The Bureau staff members stand with the company’s new six-color, 73˝ Roland 900 XXL large-format sheetfed press with in-line coater.

Lynne Alexander, CEO of The Bureau.

That the company is now in its sixth generation of ownership, and still thriving as a printing concern, is a major coup on two counts. It has long been said that any company that has been able to endure decades of sometimes tumultuous fiscal and technological upheaval has earned that right by not clinging tightly to tradition. What’s tried and true is a moving target, and The Bureau is no exception as it has carefully mapped out and diagnosed the evolving needs of its customers and the means used to effectively reach that end-user base.

Tucked along the banks of the mighty Mississippi River, the 125-employee printing aspect of The Bureau (which has a second well-known division, the Art Instruction Schools) approaches $25 million in annual revenues by providing marketing and large-format, point-of-purchase collateral for the retail and label/packaging markets.

Its retail clients include many of the big-box chain stores, automotive, liquor and banking markets.
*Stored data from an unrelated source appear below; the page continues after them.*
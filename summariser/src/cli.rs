use clap::Parser;
use std::path::PathBuf;

#[derive(Debug, Clone, Parser)]
#[command(about, long_about = None)]
pub struct SummariserCli {
    /// Directory holding the `response_times_<label>.json` snapshots.
    #[arg(long, default_value = "results")]
    pub results_dir: PathBuf,

    /// Dataset size labels to include, in the order they should be reported.
    ///
    /// You can specify multiple labels by using the flag multiple times.
    #[arg(long, default_values_t = ["10k".to_string(), "100k".to_string(), "1M".to_string()])]
    pub label: Vec<String>,

    /// The TOML catalog the benchmark was run with. Groups the comparisons.
    ///
    /// The built-in catalog is used when not given.
    #[arg(long)]
    pub catalog: Option<PathBuf>,

    /// Print the summary table as markdown.
    #[arg(long, default_value = "false")]
    pub markdown: bool,

    /// Where to write the reports. Defaults to the results directory.
    #[arg(long)]
    pub output_dir: Option<PathBuf>,

    /// The run summary log written by the benchmark. Scenarios that did not complete in the
    /// latest run for each dataset size are listed after the summary table.
    #[arg(long, env = "RUN_SUMMARY_PATH", default_value = "run_summary.jsonl")]
    pub run_summary: PathBuf,
}

impl SummariserCli {
    pub fn output_dir(&self) -> &PathBuf {
        self.output_dir.as_ref().unwrap_or(&self.results_dir)
    }
}
use std::sync::Arc;

use paging_bench_core::prelude::ShutdownHandle;
use paging_bench_instruments::ReportCollector;

use crate::config::BenchConfig;
use crate::executor::Executor;

pub type Reporter = dyn ReportCollector + Send + Sync;

/// Shared, read-only state for a run.
pub struct RunnerContext {
    executor: Arc<Executor>,
    config: BenchConfig,
    reporter: Arc<Reporter>,
    shutdown_handle: ShutdownHandle,
}

impl RunnerContext {
    pub fn new(
        executor: Arc<Executor>,
        config: BenchConfig,
        reporter: Arc<Reporter>,
        shutdown_handle: ShutdownHandle,
    ) -> Self {
        Self {
            executor,
            config,
            reporter,
            shutdown_handle,
        }
    }

    pub fn executor(&self) -> &Arc<Executor> {
        &self.executor
    }

    pub fn config(&self) -> &BenchConfig {
        &self.config
    }

    pub fn reporter(&self) -> &Reporter {
        self.reporter.as_ref()
    }

    pub fn shutdown_handle(&self) -> &ShutdownHandle {
        &self.shutdown_handle
    }

    /// Stop the run after the in-flight request. Scenarios that have not started are skipped, but
    /// the results gathered so far are still saved.
    pub fn force_stop(&self) {
        self.shutdown_handle.shutdown();
    }
}

impl std::fmt::Debug for RunnerContext {
    fn fmt(&self, f: &mut std::fmt::Formatter<'_>) -> std::fmt::Result {
        f.debug_struct("RunnerContext")
            .field("config", &self.config)
            .finish_non_exhaustive()
    }
}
The Bureau also prides itself with the ability to manufacture displays and signage on a wide variety of substrates.

While Alexander’s direct involvement in daily operations dates back to her being named to her current roles in early 2010 (she has been a board member for 25 years), her 20-plus years of experience in the retail sector provide the company with unique perspective in that highly-competitive market. Still, she contends that market savvy has long enabled The Bureau to enjoy a leading position.

Responding to Retailers

“Quality and competitive pricing were basically our mantras,” Alexander says. “We determined it was vital to keep production in-house. It provides control over schedules and quality, and it helps us to ensure on-time deliveries.

“Retailers, more than other markets, work on short lead times as to what types of displays and promotions they’re going to use. It’s a fast-changing industry, and many customers come to us with the impossible job—impossible from a delivery or production standpoint. We love those jobs and we’re positioned to help solve the impossible.”